For many years, I was the delighted driver of Toyota's achingly brilliant MR2, first the 'ordinary' one then the leather-seated T-Bar. A glorious car that, sadly, would never take off in France, because pronounced in French it translates to emmerdeu or pain in the arse. Rolls Royce narrowly avoided naming one of its models Silver Mist after someone pointed out that mist is German for dung although this didn't stop Clairol, which actually brought its 'Mist Stick' curling iron to market there. Mitsubishi's Pajero is, as eny ful no, called a Shogun in the UK and a Montero in other European and US & South American markets. That's because pajero in Spanish means onanist. And Ford rather blew it when it took its Pinto into the Brazilian market, where in the local argot pinto refers to an under-endowed gentleman.
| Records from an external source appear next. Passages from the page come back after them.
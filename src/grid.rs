//! Discrete coordinate space of the board.
//!
//! Coordinates are expressed in drawing units. Every cell sits on a multiple of
//! the grid `step`, so a board of 100×100 with a step of 10 holds 100 cells.

/// A grid-aligned coordinate pair.
#[derive(Clone, Copy, Debug, PartialEq, Eq, Hash)]
pub struct Cell {
    pub x: i32,
    pub y: i32,
}

impl Cell {
    pub const fn new(x: i32, y: i32) -> Self {
        Cell { x, y }
    }

    /// Cell reached by moving one velocity vector from here.
    pub fn offset(self, velocity: Velocity) -> Self {
        Cell {
            x: self.x + velocity.dx,
            y: self.y + velocity.dy,
        }
    }
}

#[derive(PartialEq, Eq, Clone, Copy, Debug)]
pub enum Direction {
    Up,
    Down,
    Left,
    Right,
}

impl Direction {
    /// Velocity of one grid step in this direction.
    pub fn velocity(self, step: i32) -> Velocity {
        match self {
            Direction::Up => Velocity { dx: 0, dy: -step },
            Direction::Down => Velocity { dx: 0, dy: step },
            Direction::Left => Velocity { dx: -step, dy: 0 },
            Direction::Right => Velocity { dx: step, dy: 0 },
        }
    }
}

/// Per-tick displacement of the head. Exactly one component is non-zero.
#[derive(Clone, Copy, Debug, PartialEq, Eq)]
pub struct Velocity {
    pub dx: i32,
    pub dy: i32,
}

/// Board dimensions and cell size.
#[derive(Clone, Copy, Debug, PartialEq, Eq)]
pub struct Grid {
    pub width: i32,
    pub height: i32,
    pub step: i32,
}

impl Grid {
    pub const fn new(width: i32, height: i32, step: i32) -> Self {
        Grid {
            width,
            height,
            step,
        }
    }

    pub fn columns(&self) -> i32 {
        self.width / self.step
    }

    pub fn rows(&self) -> i32 {
        self.height / self.step
    }

    pub fn total_cells(&self) -> u32 {
        let cells = i64::from(self.columns()) * i64::from(self.rows());
        u32::try_from(cells.max(0)).unwrap_or(u32::MAX)
    }

    /// Whether `cell` lies on the board. The last valid coordinate on each
    /// axis is one step short of the board edge.
    pub fn contains(&self, cell: Cell) -> bool {
        cell.x >= 0
            && cell.x <= self.width - self.step
            && cell.y >= 0
            && cell.y <= self.height - self.step
    }

    /// Cell at the given column and row index.
    pub fn cell_at(&self, column: i32, row: i32) -> Cell {
        Cell::new(column * self.step, row * self.step)
    }

    /// Iterates every cell row by row.
    pub fn cells(self) -> impl Iterator<Item = Cell> {
        (0..self.rows())
            .flat_map(move |row| (0..self.columns()).map(move |col| self.cell_at(col, row)))
    }

    /// Y coordinate of the row through the middle of the board, snapped to the grid.
    pub fn middle_row(&self) -> i32 {
        let half = self.height / 2;
        half - half % self.step
    }
}

#[cfg(test)]
mod tests {
    use super::*;

    #[test]
    fn contains_respects_last_cell_before_edge() {
        let grid = Grid::new(100, 100, 10);
        assert!(grid.contains(Cell::new(0, 0)));
        assert!(grid.contains(Cell::new(90, 90)));
        assert!(!grid.contains(Cell::new(100, 50)));
        assert!(!grid.contains(Cell::new(50, -10)));
    }

    #[test]
    fn counts_cells() {
        let grid = Grid::new(100, 100, 10);
        assert_eq!(grid.total_cells(), 100);
        assert_eq!(grid.cells().count(), 100);
        assert_eq!(Grid::new(400, 200, 10).total_cells(), 800);
        // saturates instead of overflowing
        assert_eq!(Grid::new(100_000, 100_000, 1).total_cells(), u32::MAX);
    }

    #[test]
    fn middle_row_snaps_to_step() {
        assert_eq!(Grid::new(100, 100, 10).middle_row(), 50);
        assert_eq!(Grid::new(100, 110, 10).middle_row(), 50);
    }
}
use std::fs::File;
use std::io::stdout;
use std::sync::Mutex;
use std::time::Duration;

use anyhow::{Context, Result};
use clap::Parser;
use crossterm::{
    cursor::{Hide, Show},
    event::{self, Event},
    execute,
    terminal::{self, EnterAlternateScreen, LeaveAlternateScreen},
};
use rand::rngs::StdRng;
use rand::SeedableRng;
use tracing_subscriber::EnvFilter;

use snekgrid::scheduler::IntervalScheduler;
use snekgrid::store::JsonFileStore;
use snekgrid::terminal::{command_for, Command, TerminalSurface};
use snekgrid::{Game, GameConfig};

/// Longest wait for a key press before checking the timer again.
const INPUT_POLL: Duration = Duration::from_millis(10);

fn main() -> Result<()> {
    let config = GameConfig::parse();
    init_logging(&config)?;
    let settings = config.validate().context("invalid board configuration")?;

    let rng = match config.seed {
        Some(seed) => StdRng::seed_from_u64(seed),
        None => StdRng::from_entropy(),
    };
    let store = JsonFileStore::new(&config.highscore_file);
    let mut game = Game::new(settings, IntervalScheduler::new(), store, rng);
    let mut surface = TerminalSurface::new(&settings.grid);

    {
        let _terminal = TerminalGuard::enter()?;
        run(&mut game, &mut surface)?;
    }

    println!("\nGame Over! Final score: {}", game.score());
    if let Some(highscore) = game.highscore() {
        println!("Highscore: {highscore}");
    }
    Ok(())
}

/// Raw mode and the alternate screen, restored on drop even when setup or
/// the game loop fails.
struct TerminalGuard;

impl TerminalGuard {
    fn enter() -> Result<Self> {
        terminal::enable_raw_mode()?;
        let guard = TerminalGuard;
        execute!(stdout(), EnterAlternateScreen, Hide)?;
        Ok(guard)
    }
}

impl Drop for TerminalGuard {
    fn drop(&mut self) {
        let _ = execute!(stdout(), Show, LeaveAlternateScreen);
        let _ = terminal::disable_raw_mode();
    }
}

fn run(
    game: &mut Game<IntervalScheduler, JsonFileStore, StdRng>,
    surface: &mut TerminalSurface,
) -> Result<()> {
    let mut out = stdout();
    game.start();

    loop {
        let wait = game
            .scheduler()
            .time_until_due()
            .map_or(INPUT_POLL, |due| due.min(INPUT_POLL));
        if event::poll(wait)? {
            if let Event::Key(key) = event::read()? {
                match command_for(key) {
                    Some(Command::Turn(direction)) => {
                        let _ = game.on_direction(direction);
                    }
                    Some(Command::Restart) => {
                        surface.clear();
                        game.restart();
                    }
                    Some(Command::Quit) => break,
                    None => {}
                }
            }
        }

        if game.poll_tick(surface).is_some() {
            surface.present(&mut out)?;
        }
    }
    Ok(())
}

fn init_logging(config: &GameConfig) -> Result<()> {
    let Some(path) = &config.log_file else {
        return Ok(());
    };
    let file = File::create(path)
        .with_context(|| format!("failed to create log file {}", path.display()))?;
    let filter = EnvFilter::try_from_default_env().unwrap_or_else(|_| EnvFilter::new("info"));
    tracing_subscriber::fmt()
        .with_env_filter(filter)
        .with_writer(Mutex::new(file))
        .with_ansi(false)
        .init();
    Ok(())
}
Kia's sporty concept for a car named Provo, caused an outburst of offended reaction in Northern Ireland where it is slang for Provisional IRA. Who was to know?

I love these stories and can never get enough of them: the marketing disasters of idiotic nomenclature amuse me greatly. This is because, as anyone who's read this blog knows, I am a child.

The sustained train crash of Vegemite's attempted launch of a new product a few years back tickled me from the get-go and was a gift that kept on giving, from the opening salvo right the way through to the inevitable derailing and appalling subsequent tumble down the embankment and into the oil storage depot where a guard was smoking.

We start with the fact that Vegemite is itself a poor and pallid parody of the King of Dark Salty Spreads, Marmite. Vegemite came up with a new product, an insane experiment in wrongness which makes cheesy peas seem attractive, and proposed launching a jar stuffed with a blend of Vegemite with cream cheese. The company, in a move which should have served as a history lesson for the British Natural Environment Research Council in the same way Hitler would have profited from a quick review of Napoleon's invasion of Russia, asked the public to suggest a product name.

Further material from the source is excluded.